Baghdad: A Baghdad court on Thursday issued an arrest warrant for the vice president of Iraqi Kurdistan on charges of “provocation” against Iraq’s armed forces, the judiciary said.
Kosrat Rasul had referred to the Iraqi army and federal police as “occupation forces” in a statement on Wednesday, the court said.
In the statement, Rasul, who is also vice president of the Patriotic Union of Kurdistan (PUK), one of the two main Kurdish parties, criticised his own group for not having resisted the entry of Iraqi federal forces into the disputed northern city of Kirkuk on Monday.
“The court considers these comments as provocation against the armed forces, under Article 226 of the penal code,” an offence which can carry a jail term of up to seven years or a fine, said a judiciary spokesman.
Rasul, who is close to Iraqi Kurdish leader Massud Barzani, head of the PUK’s rival, the Kurdistan Democratic Party, entered Kirkuk with his peshmerga fighters on Sunday but pulled out without a fight.
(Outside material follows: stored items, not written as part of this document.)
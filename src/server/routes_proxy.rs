//! `/proxy`: manifest rewriting and binary forwarding.

use axum::{
    extract::{rejection::QueryRejection, Query, State},
    http::{HeaderMap, Method},
    response::Response,
    routing::get,
    Router,
};
use vodrelay_common::Error;

use super::auth::{check_auth, request_token};
use super::params::{
    build_target, decode_headers_param, decode_url_param, forces_base64, parse_kind, proxy_base,
    raw_range, ProxyQuery,
};
use super::{AppContext, AppError};
use crate::manifest::{LinkContext, ProxyRequest};

pub fn proxy_routes() -> Router<AppContext> {
    Router::new().route("/proxy", get(proxy))
}

async fn proxy(
    State(ctx): State<AppContext>,
    method: Method,
    headers: HeaderMap,
    query: Result<Query<ProxyQuery>, QueryRejection>,
) -> Result<Response, AppError> {
    let Query(query) = query.map_err(|e| Error::invalid_input(e.body_text()))?;

    let token = request_token(query.auth.as_deref(), &headers);
    check_auth(&ctx.config.server.auth, token)?;

    let force = forces_base64(query.form.as_deref());
    let url = decode_url_param(query.url.as_deref(), force)?;
    let custom = decode_headers_param(query.headers.as_deref(), force)?;
    let target = build_target(&ctx.config, &url, &custom, false).await?;

    let request = ProxyRequest {
        target,
        method,
        range: raw_range(&headers),
        forced: parse_kind(query.kind.as_deref())?,
        link: LinkContext {
            proxy_base: proxy_base(&ctx.config.server, &headers),
            auth_token: token.map(str::to_string),
            headers_param: query.headers.clone(),
        },
    };

    tracing::debug!(url = %request.target.url, method = %request.method, "Proxy request");
    Ok(ctx.proxy.handle(request).await?)
}
async fn read_chunks(
    shared: &Shared,
    mut events: mpsc::Receiver<ChunkEvent>,
    body: &mpsc::Sender<Result<Bytes>>,
) -> Outcome {
    let mut pending: BTreeMap<u64, PathBuf> = BTreeMap::new();
    let mut cursor = shared.plan.first_index();
    let last = shared.plan.last_index();

    loop {
        while let Some(path) = pending.remove(&cursor) {
            let bytes = match read_slice(&shared.plan, cursor, &path).await {
                Ok(bytes) => bytes,
                Err(e) => return Outcome::Failed(e),
            };
            if let Err(e) = tokio::fs::remove_file(&path).await {
                tracing::debug!(path = %path.display(), error = %e, "Failed to remove consumed chunk");
            }
            shared.read_cursor.store(cursor + 1, Ordering::Release);
            shared.progress.notify_waiters();

            tokio::select! {
                sent = body.send(Ok(bytes)) => {
                    if sent.is_err() {
                        return Outcome::ClientGone;
                    }
                }
                _ = shared.token.cancelled() => return Outcome::Cancelled,
            }

            if cursor == last {
                return Outcome::Completed;
            }
            cursor += 1;
        }

        tokio::select! {
            event = events.recv() => match event {
                Some(ChunkEvent::Ready { index, path }) => {
                    pending.insert(index, path);
                }
                Some(ChunkEvent::Failed { index, error }) => {
                    tracing::warn!(session_id = %shared.session_id, index, "Chunk exhausted its retries");
                    return Outcome::Failed(error);
                }
                None => {
                    return Outcome::Failed(Error::Internal(
                        "chunk workers exited before the range was complete".into(),
                    ));
                }
            },
            _ = body.closed() => return Outcome::ClientGone,
            _ = shared.token.cancelled() => return Outcome::Cancelled,
        }
    }
}
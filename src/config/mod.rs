mod types;

pub use types::*;

use anyhow::{Context, Result};
use std::collections::HashSet;
use std::path::Path;

/// Load configuration from a TOML file
pub fn load_config(path: &Path) -> Result<Config> {
    let content = std::fs::read_to_string(path)
        .with_context(|| format!("Failed to read config file: {:?}", path))?;

    let config: Config = toml::from_str(&content)
        .with_context(|| format!("Failed to parse config file: {:?}", path))?;

    validate_config(&config)?;

    Ok(config)
}

/// Load config from default locations or return default config
pub fn load_config_or_default(custom_path: Option<&Path>) -> Result<Config> {
    if let Some(path) = custom_path {
        return load_config(path);
    }

    // Try default locations
    let default_paths = [
        "./vodrelay.toml",
        "./config.toml",
        "~/.config/vodrelay/config.toml",
        "/etc/vodrelay/config.toml",
    ];

    for path_str in default_paths {
        let path = shellexpand::tilde(path_str);
        let path = Path::new(path.as_ref());
        if path.exists() {
            tracing::debug!("Using config file {:?}", path);
            return load_config(path);
        }
    }

    // Return default config if no file found
    Ok(Config::default())
}

/// Give an auth-enabled config without a token a random one.
///
/// Returns the generated token so the caller can show it once.
pub fn ensure_auth_token(config: &mut Config) -> Option<String> {
    let auth = &mut config.server.auth;
    if !auth.enabled || auth.token.is_some() {
        return None;
    }
    let token = crate::server::auth::generate_token();
    auth.token = Some(token.clone());
    Some(token)
}

/// Validate configuration
pub fn validate_config(config: &Config) -> Result<()> {
    // Validate server config
    if config.server.port == 0 {
        anyhow::bail!("Server port cannot be 0");
    }

    if config.server.auth.enabled && config.server.auth.token.is_none() {
        tracing::warn!("server.auth.token is not set, a random token will be generated at startup");
    }
    if config.server.auth.token.as_deref() == Some("") {
        anyhow::bail!("server.auth.token cannot be empty");
    }

    if let Some(base) = &config.server.public_base_url {
        let parsed = url::Url::parse(base)
            .with_context(|| format!("Invalid public_base_url: {}", base))?;
        if !matches!(parsed.scheme(), "http" | "https") {
            anyhow::bail!("public_base_url must be http or https: {}", base);
        }
    }

    // Validate caches
    for (name, settings) in [
        ("manifest", config.cache.manifest_settings()),
        ("requests", config.cache.request_settings()),
    ] {
        if settings.max_size == 0 {
            anyhow::bail!("cache.{}.max_size cannot be 0", name);
        }
        if settings.pressure_threshold < settings.max_size {
            tracing::warn!(
                "cache.{}.pressure_threshold ({}) is below max_size ({})",
                name,
                settings.pressure_threshold,
                settings.max_size
            );
        }
    }

    // Validate media settings
    let media = &config.media;
    if media.default_threads == 0 || media.max_threads == 0 {
        anyhow::bail!("media thread counts cannot be 0");
    }
    if media.default_threads > media.max_threads {
        tracing::warn!(
            "media.default_threads ({}) exceeds max_threads ({}), it will be clamped",
            media.default_threads,
            media.max_threads
        );
    }
    if media.default_chunk_size == 0 || media.segment_buffer == 0 {
        anyhow::bail!("media.default_chunk_size and media.segment_buffer cannot be 0");
    }

    let rc = &media.range_cache;
    if rc.chunk_size == 0 || rc.pool_size == 0 || rc.max_chunk_attempts == 0 {
        anyhow::bail!("media.range_cache chunk_size, pool_size and max_chunk_attempts must be positive");
    }
    if rc.max_disk_bytes < rc.chunk_size {
        anyhow::bail!(
            "media.range_cache.max_disk_bytes ({}) is smaller than one chunk ({})",
            rc.max_disk_bytes,
            rc.chunk_size
        );
    }
    if rc.dir.exists() && !rc.dir.is_dir() {
        anyhow::bail!("media.range_cache.dir is not a directory: {:?}", rc.dir);
    }

    // Validate sources
    let mut seen = HashSet::new();
    for source in &config.sources {
        if source.id.is_empty() {
            anyhow::bail!("Source with url '{}' has an empty id", source.url);
        }
        if !seen.insert(source.id.as_str()) {
            anyhow::bail!("Duplicate source id '{}'", source.id);
        }
        if url::Url::parse(&source.url).is_err() {
            tracing::warn!("Source '{}' has an invalid url: {}", source.id, source.url);
        }
    }

    Ok(())
}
The judiciary in the Iraqi capital last week also ordered the arrest of three senior Kurdish officials responsible for organising a September 25 independence referendum that went ahead in defiance of Baghdad.
Iraq’s supreme court had ruled the vote unconstitutional and ordered it called off.
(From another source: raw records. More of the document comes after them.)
//! Integration tests for `/health`, `/status` and `DELETE /cache`.

mod common;

use common::{encoded, test_config, TestHarness};
use wiremock::matchers::{method, path};
use wiremock::{Mock, MockServer, ResponseTemplate};

#[tokio::test]
async fn health_reports_cache_stats() {
    let (_h, addr) = TestHarness::with_server().await;

    let resp = reqwest::get(format!("http://{addr}/health")).await.unwrap();
    assert_eq!(resp.status(), 200);
    let body: serde_json::Value = resp.json().await.unwrap();
    assert_eq!(body["status"], "ok");
    assert_eq!(body["caches"]["manifest"]["size"], 0);
    assert_eq!(body["caches"]["manifest"]["max_size"], 200);
    assert_eq!(body["caches"]["requests"]["max_size"], 1000);
}

#[tokio::test]
async fn status_reports_mode_sessions_and_endpoints() {
    let (_h, addr) = TestHarness::with_server().await;

    let body: serde_json::Value = reqwest::get(format!("http://{addr}/status"))
        .await
        .unwrap()
        .json()
        .await
        .unwrap();
    assert_eq!(body["name"], "vodrelay");
    assert_eq!(body["version"], env!("CARGO_PKG_VERSION"));
    assert_eq!(body["media_mode"], "memory");
    assert_eq!(body["sessions"].as_array().unwrap().len(), 0);
    assert!(body["endpoints"]
        .as_array()
        .unwrap()
        .iter()
        .any(|e| e.as_str().unwrap().contains("/proxy")));
}

#[tokio::test]
async fn status_requires_auth_when_enabled() {
    let mut config = test_config();
    config.server.auth.enabled = true;
    config.server.auth.token = Some("s3cret".into());
    let (_h, addr) = TestHarness::with_server_config(config).await;

    let resp = reqwest::get(format!("http://{addr}/status")).await.unwrap();
    assert_eq!(resp.status(), 401);

    let resp = reqwest::Client::new()
        .get(format!("http://{addr}/status"))
        .bearer_auth("s3cret")
        .send()
        .await
        .unwrap();
    assert_eq!(resp.status(), 200);

    // Health stays open for load balancers.
    let resp = reqwest::get(format!("http://{addr}/health")).await.unwrap();
    assert_eq!(resp.status(), 200);
}

#[tokio::test]
async fn cache_clear_is_forbidden_by_default() {
    let (_h, addr) = TestHarness::with_server().await;

    let resp = reqwest::Client::new()
        .delete(format!("http://{addr}/cache"))
        .send()
        .await
        .unwrap();
    assert_eq!(resp.status(), 403);
    let body: serde_json::Value = resp.json().await.unwrap();
    assert_eq!(body["code"], "forbidden");
}

#[tokio::test]
async fn cache_clear_empties_both_caches() {
    let origin = MockServer::start().await;
    Mock::given(method("GET"))
        .and(path("/index.m3u8"))
        .respond_with(ResponseTemplate::new(200).set_body_string("#EXTM3U\nseg.ts\n"))
        .expect(2)
        .mount(&origin)
        .await;

    let mut config = test_config();
    config.server.allow_cache_clear = true;
    let (h, addr) = TestHarness::with_server_config(config).await;
    let proxy_url = format!(
        "http://{addr}/proxy?url={}",
        encoded(&format!("{}/index.m3u8", origin.uri()))
    );

    reqwest::get(&proxy_url).await.unwrap().text().await.unwrap();
    assert_eq!(h.ctx.manifest_cache.size(), 1);

    let resp = reqwest::Client::new()
        .delete(format!("http://{addr}/cache"))
        .send()
        .await
        .unwrap();
    assert_eq!(resp.status(), 200);
    let body: serde_json::Value = resp.json().await.unwrap();
    assert_eq!(body["cleared"], true);
    assert_eq!(body["manifest"], 1);
    assert_eq!(h.ctx.manifest_cache.size(), 0);
    assert_eq!(h.ctx.request_cache.size(), 0);

    // The next request goes back to the origin.
    reqwest::get(&proxy_url).await.unwrap().text().await.unwrap();
}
The arrest warrants are likely to prove toothless as Baghdad’s security forces do not operate inside Iraqi Kurdistan, but they could stop the officials leaving the northern region.
Meanwhile, Kurdish media says Iraqi Kurdish officials have postponed elections for parliament and president of the autonomous region in the wake of the withdrawal of Kurdish forces from disputed regions across northern and eastern Iraq.
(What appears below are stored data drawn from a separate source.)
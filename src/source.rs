//! Content sources for `/play/:id`.
//!
//! A resolver maps a stable source id to the origin URL and the outbound
//! headers needed to fetch it. Site-specific resolvers can implement
//! [`SourceResolver`]; the server ships with one backed by `[[sources]]`
//! entries in the configuration file.

use std::collections::{BTreeMap, HashMap};

use async_trait::async_trait;
use url::Url;
use vodrelay_common::{Error, Result};

use crate::config::SourceConfig;

/// Where a source id points.
#[derive(Debug, Clone, PartialEq, Eq)]
pub struct ResolvedSource {
    pub url: Url,
    pub headers: BTreeMap<String, String>,
}

#[async_trait]
pub trait SourceResolver: Send + Sync {
    /// Resolve `id`, or fail with [`Error::NotFound`].
    async fn resolve(&self, id: &str) -> Result<ResolvedSource>;
}

/// Resolver over the statically configured `[[sources]]` table.
#[derive(Debug, Default)]
pub struct ConfigSourceResolver {
    sources: HashMap<String, ResolvedSource>,
}

impl ConfigSourceResolver {
    /// Build the table. Entries with an unparseable URL are skipped with a warning.
    pub fn new(sources: &[SourceConfig]) -> Self {
        let mut table = HashMap::with_capacity(sources.len());
        for source in sources {
            match Url::parse(&source.url) {
                Ok(url) => {
                    table.insert(
                        source.id.clone(),
                        ResolvedSource {
                            url,
                            headers: source.headers.clone(),
                        },
                    );
                }
                Err(e) => {
                    tracing::warn!(id = %source.id, url = %source.url, error = %e, "Skipping source with invalid URL");
                }
            }
        }
        Self { sources: table }
    }

    pub fn len(&self) -> usize {
        self.sources.len()
    }

    pub fn is_empty(&self) -> bool {
        self.sources.is_empty()
    }
}

#[async_trait]
impl SourceResolver for ConfigSourceResolver {
    async fn resolve(&self, id: &str) -> Result<ResolvedSource> {
        self.sources
            .get(id)
            .cloned()
            .ok_or_else(|| Error::not_found("source", id))
    }
}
The news agency Kurdistan 24 says the Kurdish region’s elections commission decided Wednesday to postpone the elections originally slated for November 1.
It said the regional parliament would pick a new date.
Kurdish regional president Masoud Barzani and his Kurdistan Democratic Party are in a delicate position after spearheading last month’s independence referendum. The vote angered Iraq’s central government, which has since seized control over the city of Kirkuk and other disputed areas long coveted by the Kurds.
The elections commission also said there were not enough candidates to proceed with the polls.